Standard Chartered is the only other brokerage foreseeing a 50 basis point cut. Currently, traders assign just a 4% probability to a 50 basis point decrease.
Moderately Restrictive Approach
Societe Generale believes the Fed’s moderately restrictive approach is outdated. They state that a strong adjustment is necessary even as inflation remains a concern, considering a shift towards employment issues in the Fed’s dual mandate.
With the market almost fully pricing in a 25 basis point rate cut this week, we see a clear opportunity in the contrarian call for a more aggressive 50 basis point move. Some are arguing that the Fed’s restrictive stance has gone too far and a forceful recalibration is needed. This creates a valuable discrepancy between consensus and a potential market-moving surprise.

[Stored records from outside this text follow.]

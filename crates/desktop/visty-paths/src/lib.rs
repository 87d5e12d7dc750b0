// Copyright 2025 Crrow
//
// Licensed under the Apache License, Version 2.0 (the "License");
// you may not use this file except in compliance with the License.
// You may obtain a copy of the License at
//
//      http://www.apache.org/licenses/LICENSE-2.0
//
// Unless required by applicable law or agreed to in writing, software
// distributed under the License is distributed on an "AS IS" BASIS,
// WITHOUT WARRANTIES OR CONDITIONS OF ANY KIND, either express or implied.
// See the License for the specific language governing permissions and
// limitations under the License.

use std::{
    path::{Path, PathBuf},
    sync::OnceLock,
};

/// Environment variable that relocates every visty directory, used for
/// portable installs and isolated test runs.
pub const DATA_DIR_ENV_VAR: &str = "VISTY_DATA_DIR";

static HOME_DIR: OnceLock<PathBuf> = OnceLock::new();

/// A custom data directory override, set only by `set_custom_data_dir`.
static CUSTOM_DATA_DIR: OnceLock<PathBuf> = OnceLock::new();

/// The resolved data directory, combining custom override or platform defaults.
/// On macOS, this is `~/Library/Application Support/Visty`.
/// On Linux/FreeBSD, this is `$XDG_DATA_HOME/visty`.
static CURRENT_DATA_DIR: OnceLock<PathBuf> = OnceLock::new();

/// The resolved config directory.
/// On Linux/FreeBSD, this is `$XDG_CONFIG_HOME/visty`.
static CONFIG_DIR: OnceLock<PathBuf> = OnceLock::new();

/// Returns the path to the user's home directory.
pub fn home_dir() -> &'static PathBuf {
    HOME_DIR.get_or_init(|| dirs::home_dir().expect("failed to determine home directory"))
}

fn custom_data_dir() -> Option<&'static PathBuf> {
    if CUSTOM_DATA_DIR.get().is_none() {
        if let Ok(dir) = std::env::var(DATA_DIR_ENV_VAR) {
            if !dir.is_empty() {
                return Some(set_custom_data_dir(&dir));
            }
        }
    }
    CUSTOM_DATA_DIR.get()
}

/// Returns the path to the configuration directory used by Visty.
pub fn config_dir() -> &'static PathBuf {
    CONFIG_DIR.get_or_init(|| {
        if let Some(custom_dir) = custom_data_dir() {
            custom_dir.join("config")
        } else if cfg!(target_os = "windows") {
            dirs::config_dir()
                .expect("failed to determine RoamingAppData directory")
                .join("Visty")
        } else if cfg!(any(target_os = "linux", target_os = "freebsd")) {
            if let Ok(flatpak_xdg_config) = std::env::var("FLATPAK_XDG_CONFIG_HOME") {
                flatpak_xdg_config.into()
            } else {
                dirs::config_dir().expect("failed to determine XDG_CONFIG_HOME directory")
            }
            .join("visty")
        } else {
            home_dir().join(".config").join("visty")
        }
    })
}

/// Returns the path to the data directory used by Visty.
pub fn data_dir() -> &'static PathBuf {
    CURRENT_DATA_DIR.get_or_init(|| {
        if let Some(custom_dir) = custom_data_dir() {
            custom_dir.clone()
        } else if cfg!(any(target_os = "linux", target_os = "freebsd")) {
            if let Ok(flatpak_xdg_data) = std::env::var("FLATPAK_XDG_DATA_HOME") {
                flatpak_xdg_data.into()
            } else {
                dirs::data_local_dir().expect("failed to determine XDG_DATA_HOME directory")
            }
            .join("visty")
        } else {
            dirs::data_local_dir()
                .expect("failed to determine LocalAppData directory")
                .join("Visty")
        }
    })
}

/// Sets a custom directory for all user data, overriding the default data
/// directory. Must be called before any other path operation that depends on
/// the data directory. Relative paths are canonicalized and the directory is
/// created if it doesn't exist.
///
/// # Panics
///
/// Panics if:
/// * Called after the data directory has been initialized (e.g., via `data_dir`
///   or `config_dir`)
/// * The directory cannot be created
pub fn set_custom_data_dir<P: ?Sized + AsRef<Path>>(dir: &P) -> &'static PathBuf {
    if CURRENT_DATA_DIR.get().is_some() || CONFIG_DIR.get().is_some() {
        panic!("set_custom_data_dir called after data_dir or config_dir was initialized");
    }
    CUSTOM_DATA_DIR.get_or_init(|| {
        let mut path = dir.as_ref().to_path_buf();
        if path.is_relative() {
            if let Ok(abs) = path.canonicalize() {
                path = abs;
            }
        }

        std::fs::create_dir_all(&path).unwrap_or_else(|e| {
            panic!(
                "failed to create custom data directory {}: {e}",
                path.display()
            )
        });

        path
    })
}

/// Returns the path to the temp directory used by Visty.
pub fn temp_dir() -> &'static PathBuf {
    static TEMP_DIR: OnceLock<PathBuf> = OnceLock::new();
    TEMP_DIR.get_or_init(|| {
        if let Some(custom_dir) = custom_data_dir() {
            return custom_dir.join("tmp");
        }

        if cfg!(any(target_os = "linux", target_os = "freebsd")) {
            return if let Ok(flatpak_xdg_cache) = std::env::var("FLATPAK_XDG_CACHE_HOME") {
                flatpak_xdg_cache.into()
            } else {
                dirs::cache_dir().expect("failed to determine XDG_CACHE_HOME directory")
            }
            .join("visty");
        }

        dirs::cache_dir()
            .map_or_else(|| home_dir().join(".cache"), |dir| dir)
            .join("Visty")
    })
}

/// Returns the path to the logs directory.
pub fn logs_dir() -> &'static PathBuf {
    static LOGS_DIR: OnceLock<PathBuf> = OnceLock::new();
    LOGS_DIR.get_or_init(|| {
        if cfg!(target_os = "macos") && custom_data_dir().is_none() {
            home_dir().join("Library/Logs/Visty")
        } else {
            data_dir().join("logs")
        }
    })
}

/// Returns the path to the database directory.
pub fn database_dir() -> &'static PathBuf {
    static DATABASE_DIR: OnceLock<PathBuf> = OnceLock::new();
    DATABASE_DIR.get_or_init(|| data_dir().join("db"))
}

/// Returns the path to the `visty.db` file holding persisted player state.
pub fn database_file() -> &'static PathBuf {
    static DATABASE_FILE: OnceLock<PathBuf> = OnceLock::new();
    DATABASE_FILE.get_or_init(|| database_dir().join("visty.db"))
}

/// Returns the path to the optional `config.json` file.
pub fn config_file() -> &'static PathBuf {
    static CONFIG_FILE: OnceLock<PathBuf> = OnceLock::new();
    CONFIG_FILE.get_or_init(|| config_dir().join("config.json"))
}

#[cfg(test)]
mod tests {
    use super::*;

    // Every resolver caches into a process-wide OnceLock, so all assertions
    // live in this single test.
    #[test]
    fn custom_data_dir_relocates_everything() {
        let tempdir = tempfile::TempDir::new().unwrap();
        let root = set_custom_data_dir(tempdir.path());

        assert!(root.exists());
        assert_eq!(data_dir(), root);
        assert_eq!(config_dir(), &root.join("config"));
        assert_eq!(database_file(), &root.join("db").join("visty.db"));
        assert_eq!(config_file(), &root.join("config").join("config.json"));
        assert_eq!(temp_dir(), &root.join("tmp"));
        assert_eq!(logs_dir(), &root.join("logs"));
    }
}
// Copyright 2025 Crrow
//
// Licensed under the Apache License, Version 2.0 (the "License");
// you may not use this file except in compliance with the License.
// You may obtain a copy of the License at
//
//      http://www.apache.org/licenses/LICENSE-2.0
//
// Unless required by applicable law or agreed to in writing, software
// distributed under the License is distributed on an "AS IS" BASIS,
// WITHOUT WARRANTIES OR CONDITIONS OF ANY KIND, either express or implied.
// See the License for the specific language governing permissions and
// limitations under the License.

use bon::Builder;
use serde::{Deserialize, Serialize};
use smart_default::SmartDefault;

use super::values::Volume;

/// How a window presents itself when a file is opened.
#[derive(
    Debug,
    Clone,
    Copy,
    Default,
    PartialEq,
    Eq,
    Serialize,
    Deserialize,
    strum_macros::EnumString,
    strum_macros::AsRefStr,
    strum_macros::Display,
    strum_macros::EnumIter,
)]
#[serde(rename_all = "camelCase")]
#[strum(serialize_all = "camelCase")]
pub enum ViewMode {
    Fullscreen,
    Maximized,
    #[default]
    Default,
}

/// Defaults shared by every window, applied to newly opened files.
#[derive(Debug, Clone, PartialEq, Serialize, Deserialize, SmartDefault)]
#[serde(default, rename_all = "camelCase")]
pub struct SettingsState {
    pub default_loop:      bool,
    pub default_muted:     bool,
    #[default(_code = "Volume::MAX")]
    pub default_volume:    Volume,
    #[default = true]
    pub default_autoplay:  bool,
    pub view_mode_on_open: ViewMode,
}

/// A field-wise update of [`SettingsState`]. Unset fields keep their value.
#[derive(Debug, Clone, Default, PartialEq, Builder)]
pub struct SettingsPatch {
    pub default_loop:      Option<bool>,
    pub default_muted:     Option<bool>,
    #[builder(into)]
    pub default_volume:    Option<Volume>,
    pub default_autoplay:  Option<bool>,
    pub view_mode_on_open: Option<ViewMode>,
}

impl SettingsPatch {
    pub const fn is_empty(&self) -> bool {
        self.default_loop.is_none()
            && self.default_muted.is_none()
            && self.default_volume.is_none()
            && self.default_autoplay.is_none()
            && self.view_mode_on_open.is_none()
    }
}

impl SettingsState {
    pub fn apply(&mut self, patch: SettingsPatch) {
        if let Some(value) = patch.default_loop {
            self.default_loop = value;
        }
        if let Some(value) = patch.default_muted {
            self.default_muted = value;
        }
        if let Some(value) = patch.default_volume {
            self.default_volume = value;
        }
        if let Some(value) = patch.default_autoplay {
            self.default_autoplay = value;
        }
        if let Some(value) = patch.view_mode_on_open {
            self.view_mode_on_open = value;
        }
    }
}

#[cfg(test)]
mod tests {
    use std::str::FromStr;

    use super::*;

    #[test]
    fn merge_keeps_unspecified_fields() {
        let mut settings = SettingsState { default_loop: true, ..Default::default() };
        settings.apply(SettingsPatch::builder().default_volume(0.4).build());

        assert!(settings.default_loop);
        assert!((settings.default_volume.value() - 0.4).abs() < f64::EPSILON);
    }

    #[test]
    fn wire_names_are_camel_case() {
        let json = serde_json::to_value(SettingsState::default()).unwrap();
        assert_eq!(json["viewModeOnOpen"], "default");
        assert_eq!(json["defaultVolume"], 1.0);
        assert_eq!(ViewMode::from_str("fullscreen").unwrap(), ViewMode::Fullscreen);
    }

    #[test]
    fn missing_fields_fall_back_to_defaults() {
        let settings: SettingsState = serde_json::from_str(r#"{"defaultMuted":true}"#).unwrap();
        assert!(settings.default_muted);
        assert!(settings.default_autoplay);
    }
}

The argument for a larger cut is supported by the recent shift in economic risks toward employment. The August 2025 jobs report showed a notable cooling, with non-farm payrolls adding just 160,000 jobs, missing expectations, and the unemployment rate ticking up to 4.2%. This gives the Fed cover to act more decisively, even though core inflation remains sticky, last reported for August at a 3.3% annual rate.
Classic Options Play
For traders, this low-probability scenario presents a classic options play. With fed funds futures implying only a 4% chance of a 50 basis point cut, volatility is cheap. We should be looking at buying out-of-the-money call options on Treasury futures or put options on the U.S. dollar, which would offer an asymmetric payout if the Fed delivers a surprise.
We have seen the Fed make unexpectedly forceful moves before when it believes it has made a policy error. Looking back to late 2018, the market forced the Fed to pivot from hiking to cutting rates much faster than anyone anticipated. That historical precedent suggests that when the central bank decides it has overshot, its reaction can be much more dramatic than current pricing suggests.